Kahlerville, Texas 1898
In the predawn hours when the darkness of earth stood ready to relinquish its cloak, Bonnie Kahler reached to touch the opposite side of the bed. Empty. Just as it had been for the past two years, nine months, and nineteen days. Every morning she woke to the hope that Ben hadn’t been taken from her, and his body didn’t lie in a cold grave while she struggled to keep a feeble hold onto sanity.
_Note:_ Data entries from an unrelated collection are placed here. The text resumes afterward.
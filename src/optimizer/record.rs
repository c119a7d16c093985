//! Convergence record: a sliding window of objective values plus the gradient
//! and iterate norms needed by the termination tests.
//!
//! Convergence is gauged three ways, because each test alone has a failure
//! mode: the average decrease per step divided by the current value breaks
//! down when the value approaches zero, so the record also terminates when
//! the gradient norm falls sufficiently below the initial one
//! (`|g|/|g0| ≤ rtol`) and when the gradient is numerically zero compared to
//! the iterate (`|g| < eps·max(1, |x|)`).

use crate::math;
use crate::optimizer::MinimizeStatus;
use nalgebra::DVector;
use tracing::{debug, warn};
use web_time::{Duration, Instant};

pub(crate) struct ConvergenceRecord {
    /// Recent objective values, oldest first
    values: Vec<f64>,
    g_norm_init: f64,
    g_norm_last: f64,
    x_last: DVector<f64>,
    start_time: Instant,
    /// Window cap; starts at 100 and tightens to 10 once values arrive
    max_size: usize,
    value_tolerance: f64,
    gradient_tolerance: f64,
    relative_tolerance: f64,
    show_running_tracing: bool,
}

impl ConvergenceRecord {
    /// Start the record: begins the timer and captures the initial gradient
    /// norm and iterate for the norm-based tests.
    pub fn start(
        value_tolerance: f64,
        gradient_tolerance: f64,
        relative_tolerance: f64,
        show_running_tracing: bool,
        grad: &DVector<f64>,
        x: &DVector<f64>,
    ) -> Self {
        let g_norm = math::norm(grad);
        Self {
            values: Vec::new(),
            // Clamped above zero so dividing by the initial norm can never
            // produce NaN, while also never signalling false convergence.
            g_norm_init: g_norm.max(f64::MIN_POSITIVE),
            g_norm_last: g_norm,
            x_last: x.clone(),
            start_time: Instant::now(),
            max_size: 100,
            value_tolerance,
            gradient_tolerance,
            relative_tolerance,
            show_running_tracing,
        }
    }

    /// Append the value and gradient of a finished iteration.
    pub fn add(&mut self, value: f64, grad: &DVector<f64>, x: &DVector<f64>) {
        // Memory-conscious window: the cap tightens from 100 to 10 once
        // values start arriving.
        self.max_size = 10;

        self.g_norm_last = math::norm(grad);
        if self.values.len() > self.max_size {
            self.values.remove(0);
        }
        self.values.push(value);

        debug!("{:.3e} {:.2}s", value, self.how_long().as_secs_f64());

        self.x_last.copy_from(x);
    }

    /// Check for convergence through first-order optimality, numerical
    /// convergence (zero numerical gradient), and the average improvement.
    ///
    /// Returns [`MinimizeStatus::Running`] when no criterion fired.
    pub fn to_continue(
        &self,
        iterations: usize,
        max_iterations: Option<usize>,
    ) -> MinimizeStatus {
        let relative_norm = self.g_norm_last / self.g_norm_init;
        let size = self.values.len();
        let Some(&newest) = self.values.last() else {
            return MinimizeStatus::Running;
        };
        let previous = if size >= 10 {
            self.values[size - 10]
        } else {
            self.values[0]
        };
        let average_improvement = (previous - newest) / size.min(10) as f64;

        if let Some(max_itr) = max_iterations
            && iterations >= max_itr
        {
            return MinimizeStatus::MaxIterationsReached;
        }

        if size > 5 && (average_improvement / newest).abs() < self.value_tolerance {
            return MinimizeStatus::AverageImprovementReached;
        }

        if relative_norm <= self.relative_tolerance {
            return MinimizeStatus::RelativeNormReached;
        }

        // One-norm screen first: cheap, and always at least as large as the
        // two-norm.
        let x_norm_1 = 1.0_f64.max(math::norm_1(&self.x_last));
        if self.g_norm_last < self.gradient_tolerance * x_norm_1 {
            let x_norm = 1.0_f64.max(math::norm(&self.x_last));
            if self.show_running_tracing {
                warn!(
                    "**** Iteration={}, gnorm={:e}, xnorm={:e}, gnorm/xnorm={:e}",
                    iterations.saturating_sub(1),
                    self.g_norm_last,
                    x_norm,
                    self.g_norm_last / x_norm
                );
            }
            if self.g_norm_last < self.gradient_tolerance * x_norm {
                return MinimizeStatus::GradientNumericallyZero;
            }
        } else if self.show_running_tracing {
            warn!(
                "**** Iteration={}, gnorm={:e}, xnorm={:e}, gnorm/xnorm={:e}",
                iterations.saturating_sub(1),
                self.g_norm_last,
                x_norm_1,
                self.g_norm_last / x_norm_1
            );
        }

        debug!(
            " |{:.3e}| {{{:.3e}}} {:.3e}",
            self.g_norm_last,
            relative_norm,
            (average_improvement / newest).abs()
        );
        MinimizeStatus::Running
    }

    /// The numerically-zero-gradient test alone: `|g| < eps·max(1, |x|)`
    /// screened by the one-norm first. Used before the first iteration so a
    /// start at a stationary point terminates immediately.
    pub fn gradient_numerically_zero(&self) -> bool {
        let x_norm_1 = 1.0_f64.max(math::norm_1(&self.x_last));
        if self.g_norm_last < self.gradient_tolerance * x_norm_1 {
            let x_norm = 1.0_f64.max(math::norm(&self.x_last));
            return self.g_norm_last < self.gradient_tolerance * x_norm;
        }
        false
    }

    /// Most recent gradient norm.
    pub fn g_norm_last(&self) -> f64 {
        self.g_norm_last
    }

    /// Most recent gradient norm divided by the initial one.
    pub fn relative_norm(&self) -> f64 {
        self.g_norm_last / self.g_norm_init
    }

    /// Number of objective values currently in the window.
    #[cfg(test)]
    pub fn window_len(&self) -> usize {
        self.values.len()
    }

    /// Time since the record was started.
    pub fn how_long(&self) -> Duration {
        self.start_time.elapsed()
    }
}
#[cfg(test)]
mod tests {
    use super::*;
    use nalgebra::dvector;

    fn stored_size(outcome: UpdateOutcome) -> usize {
        match outcome {
            UpdateOutcome::Stored(size) => size,
            other => panic!("expected Stored, got {:?}", other),
        }
    }

    #[test]
    fn test_scalar_update_sets_gamma() {
        let mut history = CurvatureHistory::new(5, ScalingMode::Scalar);
        let x = dvector![0.0, 0.0];
        let new_x = dvector![1.0, 0.0];
        let grad = dvector![-2.0, 0.0];
        let new_grad = dvector![0.0, 0.0];

        // s = (1, 0), y = (2, 0): sy = 2, yy = 4
        let outcome = history.update(&new_x, &x, &new_grad, &grad, 1.0).expect("update");
        assert_eq!(stored_size(outcome), 1);
        assert_eq!(history.gamma(), 0.5);
        assert_eq!(history.rho(0), 0.5);
    }

    #[test]
    fn test_negative_curvature_is_skipped() {
        let mut history = CurvatureHistory::new(5, ScalingMode::Scalar);
        let x = dvector![0.0];
        let new_x = dvector![1.0];
        let grad = dvector![1.0];
        let new_grad = dvector![-1.0]; // s = 1, y = -2, sy = -2

        let outcome = history.update(&new_x, &x, &new_grad, &grad, 1.0).expect("update");
        assert_eq!(outcome, UpdateOutcome::SkippedNegativeCurvature);
        assert!(outcome.is_skip());
        assert!(history.is_empty());
        assert_eq!(history.gamma(), 1.0); // scaling untouched
    }

    #[test]
    fn test_zero_gradient_difference_is_skipped() {
        let mut history = CurvatureHistory::new(5, ScalingMode::Scalar);
        let x = dvector![0.0];
        let new_x = dvector![1.0];
        let grad = dvector![1.0];
        let new_grad = dvector![1.0]; // y = 0

        let outcome = history.update(&new_x, &x, &new_grad, &grad, 1.0).expect("update");
        assert_eq!(outcome, UpdateOutcome::SkippedZeroGradientDifference);
        assert!(history.is_empty());
    }

    #[test]
    fn test_capacity_evicts_oldest() {
        let mut history = CurvatureHistory::new(2, ScalingMode::Scalar);
        let grad = dvector![-1.0];

        for k in 0..3 {
            let x = dvector![k as f64];
            let new_x = dvector![k as f64 + 1.0];
            // y alternates magnitude so each pair is distinguishable via rho
            let new_grad = dvector![-1.0 + (k + 1) as f64];
            let outcome = history.update(&new_x, &x, &new_grad, &grad, 1.0).expect("update");
            assert!(stored_size(outcome) <= 2);
        }

        assert_eq!(history.len(), 2);
        // The k = 0 pair (s = 1, y = 1, rho = 1) was evicted; oldest is now k = 1.
        assert_eq!(history.rho(0), 0.5);
        assert_eq!(history.s(0), &dvector![1.0]);
        assert_eq!(history.y(0), &dvector![2.0]);
    }

    #[test]
    fn test_rho_matches_curvature_for_all_stored_triples() {
        let mut history = CurvatureHistory::new(4, ScalingMode::Scalar);
        let mut x = dvector![1.0, 2.0, -1.0];
        let mut grad = dvector![2.0, 4.0, -2.0];
        for _ in 0..6 {
            let new_x = 0.7 * &x;
            let new_grad = 2.0 * &new_x;
            history.update(&new_x, &x, &new_grad, &grad, 0.3).expect("update");
            x = new_x;
            grad = new_grad;
        }

        assert!(history.len() <= 4);
        for i in 0..history.len() {
            let sy = history.s(i).dot(history.y(i));
            assert!(sy > 0.0);
            assert!((history.rho(i) - 1.0 / sy).abs() < 1e-15);
        }
    }

    #[test]
    fn test_diagonal_stays_positive_and_well_conditioned() {
        let mut history = CurvatureHistory::new(5, ScalingMode::Diagonal);
        let mut x = dvector![1.0, 10.0, 100.0];
        let mut grad = dvector![2.0, 200.0, 20000.0];
        for _ in 0..8 {
            let new_x: DVector<f64> = 0.8 * &x;
            let new_grad = dvector![2.0 * new_x[0], 20.0 * new_x[1], 200.0 * new_x[2]];
            history.update(&new_x, &x, &new_grad, &grad, 0.5).expect("update");
            x = new_x;
            grad = new_grad;

            let d = history.diagonal().expect("diagonal initialized after first update");
            let min_d = crate::math::min(d);
            let max_d = crate::math::max(d);
            assert!(min_d > 0.0);
            assert!(max_d / min_d <= 1e12);
        }
    }

    #[test]
    fn test_apply_initial_hessian_scalar() {
        let mut history = CurvatureHistory::new(5, ScalingMode::Scalar);
        let x = dvector![0.0];
        let new_x = dvector![1.0];
        let grad = dvector![-2.0];
        let new_grad = dvector![0.0];
        history.update(&new_x, &x, &new_grad, &grad, 1.0).expect("update");

        let mut v = dvector![4.0];
        history.apply_initial_hessian(&mut v).expect("apply");
        assert_eq!(v, dvector![2.0]); // gamma = 0.5
    }

    #[test]
    fn test_apply_initial_hessian_diagonal_uninitialized_is_noop() {
        let history = CurvatureHistory::new(5, ScalingMode::Diagonal);
        let mut v = dvector![1.0, 2.0];
        history.apply_initial_hessian(&mut v).expect("apply");
        assert_eq!(v, dvector![1.0, 2.0]);
    }

    #[test]
    fn test_apply_initial_hessian_dimension_mismatch() {
        let mut history = CurvatureHistory::new(5, ScalingMode::Diagonal);
        let x = dvector![0.0, 0.0];
        let new_x = dvector![0.5, 0.5];
        let grad = dvector![-1.0, -1.0];
        let new_grad = dvector![-0.5, -0.5];
        history.update(&new_x, &x, &new_grad, &grad, 0.5).expect("update");

        let mut wrong = dvector![1.0, 2.0, 3.0];
        let err = history.apply_initial_hessian(&mut wrong).unwrap_err();
        assert!(matches!(
            err,
            OptimizerError::DimensionMismatch {
                expected: 2,
                actual: 3
            }
        ));
    }

    #[test]
    fn test_zero_memory_stores_nothing_but_scales() {
        let mut history = CurvatureHistory::new(0, ScalingMode::Scalar);
        let x = dvector![0.0];
        let new_x = dvector![1.0];
        let grad = dvector![-2.0];
        let new_grad = dvector![0.0];

        let outcome = history.update(&new_x, &x, &new_grad, &grad, 1.0).expect("update");
        assert_eq!(outcome, UpdateOutcome::Stored(0));
        assert!(history.is_empty());
        assert_eq!(history.gamma(), 0.5);
    }

    #[test]
    fn test_clear_resets_pairs_and_diagonal() {
        let mut history = CurvatureHistory::new(5, ScalingMode::Diagonal);
        let x = dvector![0.0, 0.0];
        let new_x = dvector![0.5, 0.5];
        let grad = dvector![-1.0, -1.0];
        let new_grad = dvector![-0.5, -0.5];
        history.update(&new_x, &x, &new_grad, &grad, 0.5).expect("update");
        assert_eq!(history.len(), 1);
        assert!(history.diagonal().is_some());

        history.clear();
        assert!(history.is_empty());
        assert!(history.diagonal().is_none());
    }
}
Some days Bonnie believed she could cast aside her sorrow and raise her children alone. She could be strong, decisive, and not let her widowhood affect her every step. On those days she believed God still cared about her, and He would show her how to fight the blackness engulfing her very soul.
This was not one of those days.
Bonnie drew back her hand and took a deep breath. Her head pounded. Zack and Michael Paul needed breakfast and a smiling mother before they left for school. Lydia Anne needed a mother who played dolls and dressed her sun•kissed hair with ribbons and bows. All three of her children deserved a mother who understood she carried the roles of both parents. The boys loved to fish, but she hated the thought of handling dirty worms and slimy fish. Far too long she’d expected her brothers and stepfather to fill Ben’s shoes.
Help me, Lord. I want to climb out of this selfish hole and live for You. I want only truth in everything I do.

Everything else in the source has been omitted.